» Directions for this task
Scan the material for "ValidationErrors". Copy every line it appears in.

» Exercise material
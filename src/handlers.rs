pub mod consultations;
pub mod health;
pub mod inventory;
pub mod prescriptions;
pub mod vaccinations;
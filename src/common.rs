pub mod error;
pub mod i18n;
pub mod validation;
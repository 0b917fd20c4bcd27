// src/db/clinical_repo.rs

use chrono::NaiveDate;
use rust_decimal::Decimal;
use sqlx::{Executor, PgPool, Postgres};
use uuid::Uuid;

use crate::{
    common::error::AppError,
    models::clinical::{
        ClinicalFields, Consultation, HistoryEntry, HistoryEntryFields, MedicalHistory,
        NewPrescriptionLine, NewVaccination, Pet, Prescription, PrescriptionLine,
        PrescriptionStatus, VaccinationRecord, Vaccine, WeightLog,
    },
};

#[derive(Clone)]
pub struct ClinicalRepository {
    pool: PgPool,
}

impl ClinicalRepository {
    pub fn new(pool: PgPool) -> Self {
        Self { pool }
    }

    // =========================================================================
    //  REFERÊNCIAS (somente leitura)
    // =========================================================================

    pub async fn find_pet<'e, E>(&self, executor: E, pet_id: Uuid) -> Result<Option<Pet>, AppError>
    where
        E: Executor<'e, Database = Postgres>,
    {
        let pet = sqlx::query_as::<_, Pet>("SELECT * FROM pets WHERE id = $1")
            .bind(pet_id)
            .fetch_optional(executor)
            .await?;
        Ok(pet)
    }

    pub async fn find_vaccine<'e, E>(
        &self,
        executor: E,
        vaccine_id: Uuid,
    ) -> Result<Option<Vaccine>, AppError>
    where
        E: Executor<'e, Database = Postgres>,
    {
        let vaccine = sqlx::query_as::<_, Vaccine>("SELECT * FROM vaccines WHERE id = $1")
            .bind(vaccine_id)
            .fetch_optional(executor)
            .await?;
        Ok(vaccine)
    }

    // =========================================================================
    //  CONSULTAS
    // =========================================================================

    pub async fn find_consultation<'e, E>(
        &self,
        executor: E,
        consultation_id: Uuid,
    ) -> Result<Option<Consultation>, AppError>
    where
        E: Executor<'e, Database = Postgres>,
    {
        let consultation =
            sqlx::query_as::<_, Consultation>("SELECT * FROM consultations WHERE id = $1")
                .bind(consultation_id)
                .fetch_optional(executor)
                .await?;
        Ok(consultation)
    }

    // Serializa conclusões concorrentes da mesma consulta.
    pub async fn lock_consultation<'e, E>(
        &self,
        executor: E,
        consultation_id: Uuid,
    ) -> Result<Option<Consultation>, AppError>
    where
        E: Executor<'e, Database = Postgres>,
    {
        let consultation = sqlx::query_as::<_, Consultation>(
            "SELECT * FROM consultations WHERE id = $1 FOR UPDATE",
        )
        .bind(consultation_id)
        .fetch_optional(executor)
        .await?;
        Ok(consultation)
    }

    pub async fn complete_consultation<'e, E>(
        &self,
        executor: E,
        consultation_id: Uuid,
        fields: &ClinicalFields,
    ) -> Result<Consultation, AppError>
    where
        E: Executor<'e, Database = Postgres>,
    {
        // Temperatura e peso só sobrescrevem se vierem no payload (COALESCE).
        let consultation = sqlx::query_as::<_, Consultation>(
            r#"
            UPDATE consultations
            SET status = 'COMPLETED',
                diagnosis = $2,
                observations = $3,
                symptoms = $4,
                treatment = $5,
                temperature = COALESCE($6, temperature),
                weight = COALESCE($7, weight),
                updated_at = NOW()
            WHERE id = $1
            RETURNING *
            "#,
        )
        .bind(consultation_id)
        .bind(&fields.diagnosis)
        .bind(fields.observations.as_deref())
        .bind(fields.symptoms.as_deref())
        .bind(fields.treatment.as_deref())
        .bind(fields.temperature)
        .bind(fields.weight)
        .fetch_one(executor)
        .await?;
        Ok(consultation)
    }

    // =========================================================================
    //  HISTÓRICO MÉDICO
    // =========================================================================

    /// "UPSERT" do cabeçalho: um histórico por pet.
    /// O veterinário só é definido na criação.
    pub async fn upsert_medical_history<'e, E>(
        &self,
        executor: E,
        pet_id: Uuid,
        practitioner_id: Uuid,
    ) -> Result<MedicalHistory, AppError>
    where
        E: Executor<'e, Database = Postgres>,
    {
        let history = sqlx::query_as::<_, MedicalHistory>(
            r#"
            INSERT INTO medical_histories (pet_id, practitioner_id)
            VALUES ($1, $2)
            ON CONFLICT (pet_id)
            DO UPDATE SET pet_id = EXCLUDED.pet_id
            RETURNING *
            "#,
        )
        .bind(pet_id)
        .bind(practitioner_id)
        .fetch_one(executor)
        .await?;
        Ok(history)
    }

    pub async fn find_history_entry_by_consultation<'e, E>(
        &self,
        executor: E,
        consultation_id: Uuid,
    ) -> Result<Option<HistoryEntry>, AppError>
    where
        E: Executor<'e, Database = Postgres>,
    {
        let entry = sqlx::query_as::<_, HistoryEntry>(
            "SELECT * FROM history_entries WHERE linked_consultation_id = $1",
        )
        .bind(consultation_id)
        .fetch_optional(executor)
        .await?;
        Ok(entry)
    }

    pub async fn insert_history_entry<'e, E>(
        &self,
        executor: E,
        history_id: Uuid,
        consultation_id: Uuid,
        fields: &HistoryEntryFields,
    ) -> Result<HistoryEntry, AppError>
    where
        E: Executor<'e, Database = Postgres>,
    {
        let entry = sqlx::query_as::<_, HistoryEntry>(
            r#"
            INSERT INTO history_entries (
                history_id, linked_consultation_id, practitioner_id, consultation_type,
                entry_date, reason, diagnosis, observations, symptoms, treatment,
                temperature, weight
            )
            VALUES ($1, $2, $3, $4, $5, $6, $7, $8, $9, $10, $11, $12)
            RETURNING *
            "#,
        )
        .bind(history_id)
        .bind(consultation_id)
        .bind(fields.practitioner_id)
        .bind(&fields.consultation_type)
        .bind(fields.entry_date)
        .bind(&fields.reason)
        .bind(&fields.clinical.diagnosis)
        .bind(fields.clinical.observations.as_deref())
        .bind(fields.clinical.symptoms.as_deref())
        .bind(fields.clinical.treatment.as_deref())
        .bind(fields.clinical.temperature)
        .bind(fields.clinical.weight)
        .fetch_one(executor)
        .await?;
        Ok(entry)
    }

    pub async fn update_history_entry<'e, E>(
        &self,
        executor: E,
        entry_id: Uuid,
        fields: &HistoryEntryFields,
    ) -> Result<HistoryEntry, AppError>
    where
        E: Executor<'e, Database = Postgres>,
    {
        let entry = sqlx::query_as::<_, HistoryEntry>(
            r#"
            UPDATE history_entries
            SET practitioner_id = $2,
                consultation_type = $3,
                entry_date = $4,
                reason = $5,
                diagnosis = $6,
                observations = $7,
                symptoms = $8,
                treatment = $9,
                temperature = COALESCE($10, temperature),
                weight = COALESCE($11, weight),
                updated_at = NOW()
            WHERE id = $1
            RETURNING *
            "#,
        )
        .bind(entry_id)
        .bind(fields.practitioner_id)
        .bind(&fields.consultation_type)
        .bind(fields.entry_date)
        .bind(&fields.reason)
        .bind(&fields.clinical.diagnosis)
        .bind(fields.clinical.observations.as_deref())
        .bind(fields.clinical.symptoms.as_deref())
        .bind(fields.clinical.treatment.as_deref())
        .bind(fields.clinical.temperature)
        .bind(fields.clinical.weight)
        .fetch_one(executor)
        .await?;
        Ok(entry)
    }

    pub async fn insert_weight_log<'e, E>(
        &self,
        executor: E,
        pet_id: Uuid,
        weight: Decimal,
        recorded_on: NaiveDate,
        notes: Option<&str>,
    ) -> Result<WeightLog, AppError>
    where
        E: Executor<'e, Database = Postgres>,
    {
        let log = sqlx::query_as::<_, WeightLog>(
            r#"
            INSERT INTO weight_logs (pet_id, weight, recorded_on, notes)
            VALUES ($1, $2, $3, $4)
            RETURNING *
            "#,
        )
        .bind(pet_id)
        .bind(weight)
        .bind(recorded_on)
        .bind(notes)
        .fetch_one(executor)
        .await?;
        Ok(log)
    }

    // =========================================================================
    //  RECEITAS
    // =========================================================================

    pub async fn create_prescription<'e, E>(
        &self,
        executor: E,
        consultation: &Consultation,
        emission_date: NaiveDate,
        expiration_date: NaiveDate,
        observations: &str,
    ) -> Result<Prescription, AppError>
    where
        E: Executor<'e, Database = Postgres>,
    {
        let prescription = sqlx::query_as::<_, Prescription>(
            r#"
            INSERT INTO prescriptions (
                pet_id, practitioner_id, consultation_id, emission_date,
                expiration_date, observations, status
            )
            VALUES ($1, $2, $3, $4, $5, $6, 'ACTIVE')
            RETURNING *
            "#,
        )
        .bind(consultation.pet_id)
        .bind(consultation.practitioner_id)
        .bind(consultation.id)
        .bind(emission_date)
        .bind(expiration_date)
        .bind(observations)
        .fetch_one(executor)
        .await?;
        Ok(prescription)
    }

    pub async fn add_prescription_line<'e, E>(
        &self,
        executor: E,
        prescription_id: Uuid,
        position: i32,
        line: &NewPrescriptionLine,
    ) -> Result<PrescriptionLine, AppError>
    where
        E: Executor<'e, Database = Postgres>,
    {
        let line = sqlx::query_as::<_, PrescriptionLine>(
            r#"
            INSERT INTO prescription_lines (
                prescription_id, medication_id, position, dosage,
                frequency, duration, quantity, instructions
            )
            VALUES ($1, $2, $3, $4, $5, $6, $7, $8)
            RETURNING *
            "#,
        )
        .bind(prescription_id)
        .bind(line.medication_id)
        .bind(position)
        .bind(&line.dosage)
        .bind(&line.frequency)
        .bind(&line.duration)
        .bind(line.quantity)
        .bind(&line.instructions)
        .fetch_one(executor)
        .await?;
        Ok(line)
    }

    pub async fn lock_prescription<'e, E>(
        &self,
        executor: E,
        prescription_id: Uuid,
    ) -> Result<Option<Prescription>, AppError>
    where
        E: Executor<'e, Database = Postgres>,
    {
        let prescription = sqlx::query_as::<_, Prescription>(
            "SELECT * FROM prescriptions WHERE id = $1 FOR UPDATE",
        )
        .bind(prescription_id)
        .fetch_optional(executor)
        .await?;
        Ok(prescription)
    }

    /// Linhas na ordem de inserção.
    pub async fn list_prescription_lines<'e, E>(
        &self,
        executor: E,
        prescription_id: Uuid,
    ) -> Result<Vec<PrescriptionLine>, AppError>
    where
        E: Executor<'e, Database = Postgres>,
    {
        let lines = sqlx::query_as::<_, PrescriptionLine>(
            r#"
            SELECT * FROM prescription_lines
            WHERE prescription_id = $1
            ORDER BY position ASC
            "#,
        )
        .bind(prescription_id)
        .fetch_all(executor)
        .await?;
        Ok(lines)
    }

    pub async fn set_prescription_status<'e, E>(
        &self,
        executor: E,
        prescription_id: Uuid,
        status: PrescriptionStatus,
    ) -> Result<Prescription, AppError>
    where
        E: Executor<'e, Database = Postgres>,
    {
        let prescription = sqlx::query_as::<_, Prescription>(
            r#"
            UPDATE prescriptions
            SET status = $2, updated_at = NOW()
            WHERE id = $1
            RETURNING *
            "#,
        )
        .bind(prescription_id)
        .bind(status)
        .fetch_one(executor)
        .await?;
        Ok(prescription)
    }

    /// Receita mais recente gerada a partir da consulta.
    pub async fn latest_prescription_for_consultation(
        &self,
        consultation_id: Uuid,
    ) -> Result<Option<Prescription>, AppError> {
        let prescription = sqlx::query_as::<_, Prescription>(
            r#"
            SELECT * FROM prescriptions
            WHERE consultation_id = $1
            ORDER BY emission_date DESC, created_at DESC
            LIMIT 1
            "#,
        )
        .bind(consultation_id)
        .fetch_optional(&self.pool)
        .await?;
        Ok(prescription)
    }

    // =========================================================================
    //  VACINAÇÃO
    // =========================================================================

    pub async fn insert_vaccination<'e, E>(
        &self,
        executor: E,
        vaccination: &NewVaccination,
    ) -> Result<VaccinationRecord, AppError>
    where
        E: Executor<'e, Database = Postgres>,
    {
        let record = sqlx::query_as::<_, VaccinationRecord>(
            r#"
            INSERT INTO vaccinations (
                pet_id, vaccine_id, practitioner_id, lot_id,
                applied_on, next_due_on, notes
            )
            VALUES ($1, $2, $3, $4, $5, $6, $7)
            RETURNING *
            "#,
        )
        .bind(vaccination.pet_id)
        .bind(vaccination.vaccine_id)
        .bind(vaccination.practitioner_id)
        .bind(vaccination.lot_id)
        .bind(vaccination.applied_on)
        .bind(vaccination.next_due_on)
        .bind(vaccination.notes.as_deref())
        .fetch_one(executor)
        .await?;
        Ok(record)
    }
}
// src/common/error.rs

use axum::{
    http::StatusCode,
    response::{IntoResponse, Response},
    Json,
};
use serde::Serialize;
use serde_json::{json, Value};
use thiserror::Error;
use uuid::Uuid;

use crate::common::i18n::{translate, MessageKey};
use crate::middleware::i18n::Locale;

// O erro de domínio: repositórios e serviços só conhecem este tipo.
#[derive(Debug, Error)]
pub enum AppError {
    #[error("Erro de validação")]
    ValidationError(#[from] validator::ValidationErrors),

    #[error("Estoque insuficiente do medicamento {medication_id}: pedido {requested}, disponível {available}")]
    InsufficientStock {
        medication_id: Uuid,
        requested: i32,
        available: i32,
    },

    #[error("Movimentação inválida: {0}")]
    InvalidMovement(String),

    #[error("{entity} {id} não encontrado")]
    NotFound { entity: &'static str, id: Uuid },

    #[error("{entity} {id} já foi concluído")]
    AlreadyCompleted { entity: &'static str, id: Uuid },

    #[error("{entity} {id} está em estado {status} e não aceita esta operação")]
    InvalidTransition {
        entity: &'static str,
        id: Uuid,
        status: String,
    },

    #[error("Conflito: {0}")]
    Conflict(String),

    #[error("Token inválido")]
    InvalidToken,

    #[error("Permissão '{0}' necessária")]
    Forbidden(&'static str),

    #[error("Erro de banco de dados: {0}")]
    DatabaseError(#[from] sqlx::Error),

    #[error("Erro interno do servidor: {0}")]
    InternalServerError(#[from] anyhow::Error),

    #[error("Erro de JWT: {0}")]
    JwtError(#[from] jsonwebtoken::errors::Error),
}

/// Resposta de erro já pronta para o cliente (status + mensagem traduzida).
#[derive(Debug, Serialize)]
pub struct ApiError {
    #[serde(skip)]
    pub status: StatusCode,
    pub error: String,
    #[serde(skip_serializing_if = "Option::is_none")]
    pub details: Option<Value>,
}

impl AppError {
    /// Erros esperados da regra de negócio (não são falhas do sistema).
    pub fn is_business_rule(&self) -> bool {
        !matches!(
            self,
            AppError::DatabaseError(_) | AppError::InternalServerError(_) | AppError::JwtError(_)
        )
    }

    /// SQLSTATE 40P01: o Postgres abortou a transação para desfazer um deadlock.
    pub fn is_deadlock(&self) -> bool {
        match self {
            AppError::DatabaseError(sqlx::Error::Database(db_err)) => {
                db_err.code().as_deref() == Some("40P01")
            }
            _ => false,
        }
    }

    fn status(&self) -> StatusCode {
        match self {
            AppError::ValidationError(_) | AppError::InvalidMovement(_) => StatusCode::BAD_REQUEST,
            AppError::NotFound { .. } => StatusCode::NOT_FOUND,
            AppError::InsufficientStock { .. }
            | AppError::AlreadyCompleted { .. }
            | AppError::InvalidTransition { .. }
            | AppError::Conflict(_) => StatusCode::CONFLICT,
            AppError::InvalidToken => StatusCode::UNAUTHORIZED,
            AppError::Forbidden(_) => StatusCode::FORBIDDEN,
            AppError::DatabaseError(_) | AppError::InternalServerError(_) | AppError::JwtError(_) => {
                StatusCode::INTERNAL_SERVER_ERROR
            }
        }
    }

    fn message_key(&self) -> MessageKey {
        match self {
            AppError::ValidationError(_) => MessageKey::Validation,
            AppError::InsufficientStock { .. } => MessageKey::InsufficientStock,
            AppError::InvalidMovement(_) => MessageKey::InvalidMovement,
            AppError::NotFound { .. } => MessageKey::NotFound,
            AppError::AlreadyCompleted { .. } => MessageKey::AlreadyCompleted,
            AppError::InvalidTransition { .. } => MessageKey::InvalidTransition,
            AppError::Conflict(_) => MessageKey::Conflict,
            AppError::InvalidToken => MessageKey::InvalidToken,
            AppError::Forbidden(_) => MessageKey::Forbidden,
            _ => MessageKey::Internal,
        }
    }

    // Detalhes estruturados para o frontend montar uma mensagem específica.
    // Nunca inclui o texto de erros internos.
    fn details(&self) -> Option<Value> {
        match self {
            AppError::ValidationError(errors) => {
                let mut details = serde_json::Map::new();
                for (field, field_errors) in errors.field_errors() {
                    let messages: Vec<String> = field_errors
                        .iter()
                        .map(|e| {
                            e.message
                                .as_ref()
                                .map(|m| m.to_string())
                                .unwrap_or_else(|| e.code.to_string())
                        })
                        .collect();
                    details.insert(field.to_string(), json!(messages));
                }
                Some(Value::Object(details))
            }
            AppError::InsufficientStock {
                medication_id,
                requested,
                available,
            } => Some(json!({
                "medicationId": medication_id,
                "requested": requested,
                "available": available,
            })),
            AppError::InvalidMovement(reason) => Some(json!({ "reason": reason })),
            AppError::NotFound { entity, id } | AppError::AlreadyCompleted { entity, id } => {
                Some(json!({ "entity": entity, "id": id }))
            }
            AppError::InvalidTransition { entity, id, status } => {
                Some(json!({ "entity": entity, "id": id, "status": status }))
            }
            AppError::Conflict(reason) => Some(json!({ "reason": reason })),
            AppError::Forbidden(permission) => Some(json!({ "permission": permission })),
            _ => None,
        }
    }

    pub fn to_api_error(&self, locale: &Locale) -> ApiError {
        let status = self.status();
        if status == StatusCode::INTERNAL_SERVER_ERROR {
            tracing::error!("Erro Interno do Servidor: {}", self);
        }

        ApiError {
            status,
            error: translate(&locale.0, self.message_key()).to_string(),
            details: self.details(),
        }
    }
}

impl IntoResponse for ApiError {
    fn into_response(self) -> Response {
        let status = self.status;
        (status, Json(self)).into_response()
    }
}

// Usado quando não há Locale disponível (ex: middleware).
impl IntoResponse for AppError {
    fn into_response(self) -> Response {
        self.to_api_error(&Locale::default()).into_response()
    }
}

/// Loga a falha de uma operação orquestrada com contexto (operação + alvo).
pub fn log_operation_failure(operation: &'static str, target_id: Uuid, err: &AppError) {
    if err.is_business_rule() {
        tracing::warn!(operation, %target_id, "⚠️ Operação rejeitada: {}", err);
    } else {
        tracing::error!(operation, %target_id, "🔥 Falha inesperada: {}", err);
    }
}

/// Erro de validação de um único campo (para regras verificadas fora do `validator`).
pub fn field_error(field: &'static str, code: &'static str, message: &'static str) -> AppError {
    let mut error = validator::ValidationError::new(code);
    error.message = Some(message.into());
    let mut errors = validator::ValidationErrors::new();
    errors.add(field, error);
    AppError::ValidationError(errors)
}

/// Converte violação de unicidade em `Conflict`, mantendo os demais erros.
pub(crate) fn map_unique_violation(e: sqlx::Error, message: impl FnOnce() -> String) -> AppError {
    if let sqlx::Error::Database(db_err) = &e {
        if db_err.is_unique_violation() {
            return AppError::Conflict(message());
        }
    }
    e.into()
}

#[cfg(test)]
mod tests {
    use super::*;
    use validator::{ValidationError, ValidationErrors};

    fn locale(lang: &str) -> Locale {
        Locale(lang.to_string())
    }

    #[test]
    fn insufficient_stock_is_conflict_with_medication_details() {
        let medication_id = Uuid::new_v4();
        let err = AppError::InsufficientStock {
            medication_id,
            requested: 8,
            available: 5,
        };

        let api = err.to_api_error(&locale("en"));

        assert_eq!(api.status, StatusCode::CONFLICT);
        let details = api.details.expect("details");
        assert_eq!(details["medicationId"], json!(medication_id));
        assert_eq!(details["requested"], json!(8));
        assert_eq!(details["available"], json!(5));
    }

    #[test]
    fn validation_errors_list_offending_fields() {
        let mut errors = ValidationErrors::new();
        let mut err = ValidationError::new("blank");
        err.message = Some("Diagnosis is required.".into());
        errors.add("diagnosis", err);

        let api = AppError::ValidationError(errors).to_api_error(&locale("en"));

        assert_eq!(api.status, StatusCode::BAD_REQUEST);
        assert_eq!(api.details.unwrap()["diagnosis"], json!(["Diagnosis is required."]));
    }

    #[test]
    fn internal_errors_do_not_leak_details() {
        let err = AppError::InternalServerError(anyhow::anyhow!("connection reset by peer"));

        let api = err.to_api_error(&locale("en"));

        assert_eq!(api.status, StatusCode::INTERNAL_SERVER_ERROR);
        assert!(api.details.is_none());
        assert!(!api.error.contains("connection reset"));
    }

    #[test]
    fn messages_follow_the_requested_language() {
        let err = AppError::NotFound {
            entity: "prescription",
            id: Uuid::nil(),
        };

        let en = err.to_api_error(&locale("en")).error;
        let es = err.to_api_error(&locale("es")).error;

        assert_ne!(en, es);
        assert_eq!(err.to_api_error(&locale("es")).status, StatusCode::NOT_FOUND);
    }

    #[test]
    fn business_rule_classification() {
        assert!(AppError::InvalidMovement("zero".into()).is_business_rule());
        assert!(!AppError::DatabaseError(sqlx::Error::RowNotFound).is_business_rule());
    }

    #[derive(Debug)]
    struct PgCode(&'static str);

    impl std::fmt::Display for PgCode {
        fn fmt(&self, f: &mut std::fmt::Formatter<'_>) -> std::fmt::Result {
            write!(f, "postgres error {}", self.0)
        }
    }

    impl std::error::Error for PgCode {}

    impl sqlx::error::DatabaseError for PgCode {
        fn message(&self) -> &str {
            "deadlock detected"
        }

        fn code(&self) -> Option<std::borrow::Cow<'_, str>> {
            Some(self.0.into())
        }

        fn as_error(&self) -> &(dyn std::error::Error + Send + Sync + 'static) {
            self
        }

        fn as_error_mut(&mut self) -> &mut (dyn std::error::Error + Send + Sync + 'static) {
            self
        }

        fn into_error(self: Box<Self>) -> Box<dyn std::error::Error + Send + Sync + 'static> {
            self
        }

        fn kind(&self) -> sqlx::error::ErrorKind {
            sqlx::error::ErrorKind::Other
        }
    }

    #[test]
    fn only_sqlstate_40p01_is_a_deadlock() {
        let deadlock = AppError::DatabaseError(sqlx::Error::Database(Box::new(PgCode("40P01"))));
        let overflow = AppError::DatabaseError(sqlx::Error::Database(Box::new(PgCode("22003"))));

        assert!(deadlock.is_deadlock());
        assert!(!overflow.is_deadlock());
        assert!(!AppError::DatabaseError(sqlx::Error::RowNotFound).is_deadlock());
        assert!(!AppError::InvalidMovement("zero".into()).is_deadlock());
    }
}
// src/handlers/prescriptions.rs

use axum::{
    extract::{Path, State},
    http::StatusCode,
    response::IntoResponse,
    Json,
};
use uuid::Uuid;

use crate::{
    common::error::ApiError,
    config::AppState,
    middleware::{
        auth::AuthenticatedUser,
        i18n::Locale,
        rbac::{PermClinicalWrite, RequirePermission},
    },
    models::clinical::{PrescriptionCompletion, PrescriptionDetail},
};

// POST /api/prescriptions/{id}/complete
#[utoipa::path(
    post,
    path = "/api/prescriptions/{id}/complete",
    tag = "Prescriptions",
    responses(
        (status = 200, description = "Receita dispensada: uma saída por linha", body = PrescriptionCompletion),
        (status = 404, description = "Receita não encontrada"),
        (status = 409, description = "Estoque insuficiente, receita já concluída ou cancelada")
    ),
    params(("id" = Uuid, Path, description = "ID da Receita")),
    security(("api_jwt" = []))
)]
pub async fn complete_prescription(
    State(app_state): State<AppState>,
    locale: Locale,
    user: AuthenticatedUser,
    _guard: RequirePermission<PermClinicalWrite>,
    Path(prescription_id): Path<Uuid>,
) -> Result<impl IntoResponse, ApiError> {
    let completion = app_state
        .dispensing_service
        .complete_prescription(&app_state.db_pool, prescription_id, user.0.id)
        .await
        .map_err(|app_err| app_err.to_api_error(&locale))?;

    Ok((StatusCode::OK, Json(completion)))
}

// POST /api/prescriptions/{id}/cancel
#[utoipa::path(
    post,
    path = "/api/prescriptions/{id}/cancel",
    tag = "Prescriptions",
    responses(
        (status = 200, description = "Receita cancelada", body = PrescriptionDetail),
        (status = 409, description = "Receita já concluída ou cancelada")
    ),
    params(("id" = Uuid, Path, description = "ID da Receita")),
    security(("api_jwt" = []))
)]
pub async fn cancel_prescription(
    State(app_state): State<AppState>,
    locale: Locale,
    _guard: RequirePermission<PermClinicalWrite>,
    Path(prescription_id): Path<Uuid>,
) -> Result<impl IntoResponse, ApiError> {
    let detail = app_state
        .dispensing_service
        .cancel_prescription(&app_state.db_pool, prescription_id)
        .await
        .map_err(|app_err| app_err.to_api_error(&locale))?;

    Ok((StatusCode::OK, Json(detail)))
}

» Expected answer
    ValidationError(#[from] validator::ValidationErrors),
    let mut errors = validator::ValidationErrors::new();
    use validator::{ValidationError, ValidationErrors};
        let mut errors = ValidationErrors::new();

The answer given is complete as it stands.